I went fully prepared this time, esky with frozen water, juice, soft drink, cold pizza, sweeeeet. 8) 
I put the little pakrat (not so secret weapon) out for a troll, heading for the river bed, bumped over some shallow stuff, so wound in and paddled on full steam to the deep water. 
Out went the pakrat, and shortly after got a strike, after a quick tossle, in came a healthy little bass, about 30cm, sweet, good start to the day.  
Continued on trolling, came to a series of exposed tree stumps, this was a land mark discussed in the previous day's directions, whoohoo, I was on the right track. bump bump zzzzzzzzzzzzzz. Another little bass amongst the snags, this one a bit smaller, about 25cms, both of these fish were not photographed, wanted to get them back to the water asap. 
I had also been told about a little bay on the northern bank that held good fish, and as I was releasing the second bass I was overtaken by a couple of guys in a stink boat, who headed straight for the little bay I had spotted and started casting poppers. 
I paddled over to the mouth of the bay and cast a popper of my own for a few casts, but no takers. Out went the pakrat again and I continued on, then noticed another bay, this one much larger and clearly the one mentioned in the directions. 
As I headed into the bay the pakrat hit bottom so I pulled it in and swapped it for a spinnerbait that I had added a stinger hook to the day before, and shortly after entering the bay I thought it had snagged, but when I picked up the rod I felt it move, what ever it was it had some real weight to it and as it shook it's head the line was moving a long way back and forth.
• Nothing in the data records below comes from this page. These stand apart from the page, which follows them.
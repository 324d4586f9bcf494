use serde::{Deserialize, Serialize};
use serde_json::{Map, Value};

/// Body returned when the training payload has no usable `features`.
pub const INVALID_DATA_FORMAT: &str = "Invalid data format";

/// Body returned when a training payload lacks a target column.
pub const MISSING_TARGET_COLUMNS: &str = "Missing one or more target columns in data";

/// Body returned after a successful training run.
pub const TRAINED_SUCCESSFULLY: &str = "Model trained successfully!";

/// A training request: one JSON object per dataset row.
#[derive(Debug, Clone, Serialize, Deserialize)]
pub struct TrainRequest {
    pub features: Vec<Map<String, Value>>,
}

impl TrainRequest {
    /// Interprets a raw request body as a training request.
    ///
    /// # Returns
    /// `None` if the body is not an object whose `features` is an array of objects.
    pub fn from_body(body: Value) -> Option<Self> {
        serde_json::from_value(body).ok()
    }
}

/// The successful `/predict` response.
#[derive(Debug, Clone, Copy, PartialEq, Serialize, Deserialize)]
pub struct PredictResponse {
    pub prediction: f64,
}

/// A plain message response.
#[derive(Debug, Clone, PartialEq, Eq, Serialize, Deserialize)]
pub struct MessageResponse {
    pub message: String,
}

impl MessageResponse {
    pub fn new(message: impl Into<String>) -> Self {
        Self {
            message: message.into(),
        }
    }
}

/// The body of every failed request.
#[derive(Debug, Clone, PartialEq, Eq, Serialize, Deserialize)]
pub struct ErrorResponse {
    pub error: String,
}

impl ErrorResponse {
    pub fn new(error: impl Into<String>) -> Self {
        Self {
            error: error.into(),
        }
    }
}

/// A published model version as listed by the trainer.
#[derive(Debug, Clone, PartialEq, Eq, Serialize, Deserialize)]
pub struct VersionInfo {
    pub id: String,
    pub published_at_ms: u64,
}

/// The `/versions` response.
#[derive(Debug, Clone, PartialEq, Eq, Serialize, Deserialize)]
pub struct VersionsResponse {
    pub current: Option<String>,
    pub versions: Vec<VersionInfo>,
}
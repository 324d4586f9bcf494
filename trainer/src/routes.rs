use actix_cors::Cors;
use actix_web::{HttpResponse, ResponseError, error::InternalError, get, post, web};
use comms::{ErrorResponse, MessageResponse, msg::TRAINED_SUCCESSFULLY};
use serde_json::Value;

use crate::{TrainErr, TrainingService};

/// Largest accepted training body.
const JSON_LIMIT: usize = 16 * 1024 * 1024;

/// Registers the training routes on an app.
///
/// The app must also hold a `web::Data<TrainingService>`.
pub fn configure(cfg: &mut web::ServiceConfig) {
    cfg.app_data(json_config()).service(train).service(versions);
}

/// Allows cross-origin requests from any origin, method and header.
pub fn cors() -> Cors {
    Cors::default()
        .allow_any_origin()
        .allow_any_method()
        .allow_any_header()
}

/// Answers unreadable JSON bodies with `400 {"error": ...}`.
pub fn json_config() -> web::JsonConfig {
    web::JsonConfig::default()
        .limit(JSON_LIMIT)
        .error_handler(|err, _req| {
            let response = HttpResponse::BadRequest().json(ErrorResponse::new(err.to_string()));
            InternalError::from_response(err, response).into()
        })
}

fn log_failure(e: &TrainErr) {
    match e {
        TrainErr::MissingTargets(missing) => {
            log::warn!("training data lacks target columns {missing:?}")
        }
        e if e.status_code().is_server_error() => log::error!("training failed: {e}"),
        e => log::warn!("rejected training request: {e}"),
    }
}

#[post("/train")]
async fn train(
    service: web::Data<TrainingService>,
    body: web::Json<Value>,
) -> Result<HttpResponse, TrainErr> {
    let version = web::block(move || service.train(body.into_inner()))
        .await
        .map_err(|e| TrainErr::Interrupted(e.to_string()))
        .and_then(|trained| trained)
        .inspect_err(log_failure)?;

    log::info!("model trained and published as {version}");
    Ok(HttpResponse::Ok().json(MessageResponse::new(TRAINED_SUCCESSFULLY)))
}

#[get("/versions")]
async fn versions(service: web::Data<TrainingService>) -> Result<HttpResponse, TrainErr> {
    let listing = service.versions().inspect_err(log_failure)?;
    Ok(HttpResponse::Ok().json(listing))
}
I had the fish just below the surface when the line I tied the stinger on with snapped. :x 
Retied the stinger and paddled off again, did a few laps of the bay for no more joy, had a quick rest with juice and cold pizza,and headed off in search of the timber. 
All up it was about 3Kms from ramp to first real timber in the old Stanley River bed, and as soon as I headed into the wood, bang! off went the drag. I could feel the line hit sticks a few times, but a slight increase in pressure pulled the fish out of the snag each time, phew! 
A few good runs and a bit of a work out for the left arm, up came a nice 46cm Yella! My first yella on a spinnerbait, first fish on a spinnerbait period, and first yella from somerset, big smiles!  
There was a lot of bait action up in the sticks, so I continued trolling the spinner up into the gloom. It was quite an eerie scene, heavy low cloud, dead trees all around and hardly a breath of wind, see pics. 
After a few snags and no more bites, I decided to head back, feeling happy with the result and a bit keen for a rest.
Along the bank there were ocasional stands of half a dozen huge dead trees which I stayed as close to as I could. As I approached the bay I went past one of these stands of dead trees and as I got past the last tree... ZZZZZZZZZZZZZZZZZZZZZZZZZZZZZZZZZZZZ my little okuma went balistic! and I struggled to get the rod out of the holder and almost lost the rod over the side. 
After some sizzling runs this big girl floated to the surface, a monster yellow belly, 55cms. A new PB.  
I would have liked to weigh her, but prefer to clean fish at the tables provided at the dam, so can only guess at about 3Kg. 
Had another quick rest on the bank after stowing the fish in the front hatch. 
While I was on the bank I had a look around and found the little turtle shell in the pic. 
Happy days.


----------



## Freak (Mar 25, 2006)

thats one hell of a trip and some fantastic fish. any good on the table?


----------



## YakAtak (Mar 13, 2006)

Freak said:


> thats one hell of a trip and some fantastic fish. any good on the table?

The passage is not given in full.